Since this is just an example and we don’t overwrite important data we will use allow_overwrite=True. Also it makes writing this documentation easier, not having to manually delete the test file each time you run the cell.

[12]:
save_dataset(
    dataset, "half_intensity.json", allow_overwrite=True, my_extra_option="just as an example"
)
Using my extra option for writing json: just as an example

Now let’s test our data loading functionality.

[13]:
reloaded_data = load_dataset("half_intensity.json", my_extra_option="just as an example")
reloaded_data
Using my extra option loading json: just as an example
[13]:
<xarray.Dataset> Size: 1MB
Dimensions:   (time: 2100, spectral: 72)
Coordinates:
  * time      (time) float64 17kB -1.0 -0.99 -0.98 -0.97 ... 19.97 19.98 19.99
  * spectral  (spectral) float64 576B 600.0 601.4 602.8 ... 696.6 698.0 699.4
Data variables:
    data      (time, spectral) float64 1MB 0.002604 0.004432 ... 1.274 1.155
Attributes:
    source_path:  half_intensity.json
    loader:       <function load_dataset at 0x7f3c44199c60>
[14]:
reloaded_plot_data = reloaded_data.data.sel(spectral=[620, 630, 650], method="nearest")
reloaded_plot_data.plot.line(x="time", aspect=2, size=5)
[14]:
[<matplotlib.lines.Line2D at 0x7f3c3077a020>,
 <matplotlib.lines.Line2D at 0x7f3c3077a050>,
 <matplotlib.lines.Line2D at 0x7f3c3077a140>]
../../_images/notebooks_plugin_system_plugin_howto_write_a_io_plugin_25_1.svg

Since this looks like the above plot, but with half the amplitudes, so writing and reading our data worked as we hoped it would.

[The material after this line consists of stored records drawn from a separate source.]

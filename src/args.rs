use std::fmt;
use std::path::PathBuf;

pub const DEFAULT_OUT_DIR: &str = "/root/EnhanceKeys/EnhanceKeys/src-tauri/icons";
pub const DEFAULT_FONT: &str = "/usr/share/fonts/truetype/dejavu/DejaVuSans-Bold.ttf";

pub enum Args {
    Generate(GenerateArgs),
    Check(CheckArgs),
}

#[derive(Clone, Debug)]
pub struct GenerateArgs {
    pub out_dir: PathBuf,
    pub style: Style,
    pub font: PathBuf,
}

impl Default for GenerateArgs {
    fn default() -> Self {
        Self {
            out_dir: PathBuf::from(DEFAULT_OUT_DIR),
            style: Style::Text,
            font: PathBuf::from(DEFAULT_FONT),
        }
    }
}

#[derive(Clone, Debug)]
pub struct CheckArgs {
    pub files: Vec<PathBuf>,
    pub json: bool,
}

/// How an icon gets its pixels and which encoder writes them.
#[derive(Clone, Copy, Debug, PartialEq, Eq)]
pub enum Style {
    /// RGBA fill with a centered label, saved through the `image` crate
    Text,
    /// Opaque RGBA fill, written by the built-in PNG encoder
    Rgba,
    /// RGB fill, written by the built-in PNG encoder
    Rgb,
}

impl fmt::Display for Style {
    fn fmt(&self, f: &mut fmt::Formatter<'_>) -> fmt::Result {
        let name = match self {
            Style::Text => "text",
            Style::Rgba => "rgba",
            Style::Rgb => "rgb",
        };
        write!(f, "{name}")
    }
}
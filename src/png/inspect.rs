use std::io::Read;
use std::path::Path;

use anyhow::Result;
use flate2::read::ZlibDecoder;
use serde::Serialize;

use crate::error::Error;
use crate::png::chunk::{crc32, ChunkType, FRAMING_LENGTH, IDAT, IEND, IHDR};
use crate::png::encoder::{ColorType, BIT_DEPTH, FILTER_NONE};
use crate::png::{MAX_FIELD_VALUE, SIGNATURE};

/// What a successful inspection found out about a PNG stream.
#[derive(Clone, Debug, Serialize)]
pub struct PngReport {
    pub width: u32,
    pub height: u32,
    pub bit_depth: u8,
    pub color_type: ColorType,
    pub chunks: Vec<String>,
    pub idat_count: usize,
    /// The shared pixel value when every row is unfiltered and every pixel
    /// is identical.
    pub solid_color: Option<Vec<u8>>,
}

struct RawChunk<'a> {
    kind: ChunkType,
    data: &'a [u8],
}

struct Header {
    width: u32,
    height: u32,
    color_type: ColorType,
}

pub fn inspect_file(path: &Path) -> Result<PngReport> {
    let bytes = std::fs::read(path)?;
    inspect(&bytes)
}

/// Validates framing, checksums and pixel data of a PNG stream.
///
/// Only the non-interlaced 8-bit RGB and RGBA layouts are understood.
pub fn inspect(bytes: &[u8]) -> Result<PngReport> {
    let stream = match bytes.strip_prefix(&SIGNATURE[..]) {
        Some(stream) => stream,
        None => return Err(Error::BadSignature.into()),
    };

    let chunks = read_chunks(stream)?;

    let header = match chunks.first() {
        Some(chunk) if chunk.kind == IHDR => Header::parse(chunk.data)?,
        _ => return Err(Error::MissingChunk("IHDR").into()),
    };

    if chunks.last().map(|chunk| chunk.kind) != Some(IEND) {
        return Err(Error::MissingChunk("IEND").into());
    }

    let idat_chunks: Vec<&RawChunk> = chunks.iter().filter(|chunk| chunk.kind == IDAT).collect();
    if idat_chunks.is_empty() {
        return Err(Error::MissingChunk("IDAT").into());
    }

    let compressed: Vec<u8> = idat_chunks
        .iter()
        .flat_map(|chunk| chunk.data.iter().copied())
        .collect();
    let channels = header.color_type.channels();
    let row_length = 1 + header.width as usize * channels;
    let expected = row_length * header.height as usize;

    // one byte past the declared size is enough to detect oversized data
    let mut pixel_data = Vec::with_capacity(expected.min(compressed.len().saturating_mul(4)));
    ZlibDecoder::new(&compressed[..])
        .take(expected as u64 + 1)
        .read_to_end(&mut pixel_data)?;

    if pixel_data.len() != expected {
        return Err(Error::PixelDataLength {
            expected,
            actual: pixel_data.len(),
        }
        .into());
    }

    Ok(PngReport {
        width: header.width,
        height: header.height,
        bit_depth: BIT_DEPTH,
        color_type: header.color_type,
        chunks: chunks
            .iter()
            .map(|chunk| String::from_utf8_lossy(&chunk.kind).into_owned())
            .collect(),
        idat_count: idat_chunks.len(),
        solid_color: solid_color(&pixel_data, row_length, channels),
    })
}

fn read_chunks(mut stream: &[u8]) -> Result<Vec<RawChunk<'_>>> {
    let mut chunks = Vec::new();

    while !stream.is_empty() {
        if stream.len() < FRAMING_LENGTH {
            return Err(Error::Truncated.into());
        }

        let length = u32::from_be_bytes(stream[0..4].try_into()?);
        if length > MAX_FIELD_VALUE {
            return Err(Error::ChunkTooLarge(length as usize).into());
        }

        let data_end = 8 + length as usize;
        if stream.len() < data_end + 4 {
            return Err(Error::Truncated.into());
        }

        let kind: ChunkType = stream[4..8].try_into()?;
        let data = &stream[8..data_end];
        let stored = u32::from_be_bytes(stream[data_end..data_end + 4].try_into()?);
        let computed = crc32(&kind, data);
        if stored != computed {
            return Err(Error::CrcMismatch {
                chunk: String::from_utf8_lossy(&kind).into_owned(),
                stored,
                computed,
            }
            .into());
        }

        log::debug!(
            "Read {} chunk with {length} data bytes",
            String::from_utf8_lossy(&kind)
        );

        chunks.push(RawChunk { kind, data });
        stream = &stream[data_end + 4..];

        if kind == IEND {
            break;
        }
    }

    if !stream.is_empty() {
        return Err(Error::TrailingData(stream.len()).into());
    }

    Ok(chunks)
}

impl Header {
    fn parse(data: &[u8]) -> Result<Self> {
        let data: &[u8; 13] = match data.try_into() {
            Ok(data) => data,
            Err(_) => {
                return Err(Error::InvalidHeader(format!(
                    "expected 13 data bytes, found {}",
                    data.len()
                ))
                .into())
            }
        };

        let width = u32::from_be_bytes([data[0], data[1], data[2], data[3]]);
        let height = u32::from_be_bytes([data[4], data[5], data[6], data[7]]);
        let valid = |value: u32| (1..=MAX_FIELD_VALUE).contains(&value);
        if !valid(width) || !valid(height) {
            return Err(Error::InvalidDimensions { width, height }.into());
        }

        let [bit_depth, color_code, compression, filter, interlace] =
            [data[8], data[9], data[10], data[11], data[12]];

        if bit_depth != BIT_DEPTH {
            return Err(
                Error::InvalidHeader(format!("unsupported bit depth: {bit_depth}")).into(),
            );
        }

        let color_type = match ColorType::from_code(color_code) {
            Some(color_type) => color_type,
            None => {
                return Err(
                    Error::InvalidHeader(format!("unsupported color type: {color_code}")).into(),
                )
            }
        };

        if compression != 0 || filter != 0 || interlace != 0 {
            return Err(Error::InvalidHeader(format!(
                "unsupported methods: compression {compression}, filter {filter}, interlace {interlace}"
            ))
            .into());
        }

        Ok(Self {
            width,
            height,
            color_type,
        })
    }
}

fn solid_color(pixel_data: &[u8], row_length: usize, channels: usize) -> Option<Vec<u8>> {
    let first = pixel_data.get(1..1 + channels)?;

    let solid = pixel_data.chunks_exact(row_length).all(|row| {
        row[0] == FILTER_NONE && row[1..].chunks_exact(channels).all(|pixel| pixel == first)
    });

    solid.then(|| first.to_vec())
}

Writing a ProjectIo plugin words analogous:

DataIo plugin

ProjectIo plugin

Register function

glotaran.plugin_system.data_io_registration.register_data_io

glotaran.plugin_system.project_io_registration.register_project_io

Baseclass

glotaran.io.interface.DataIoInterface

glotaran.io.interface.DataIoInterface

Possible methods

load_dataset , save_dataset

load_model , save_model , load_parameters , save_parameters , load_scheme , save_scheme , load_result , save_result

Of course you don’t have to implement all methods (sometimes that doesn’t even make sense), but only the ones you need.

Last but not least:

Chances are that if you need a plugin someone else does too, so it would awesome if you would publish it open source, so the wheel isn’t reinvented over and over again.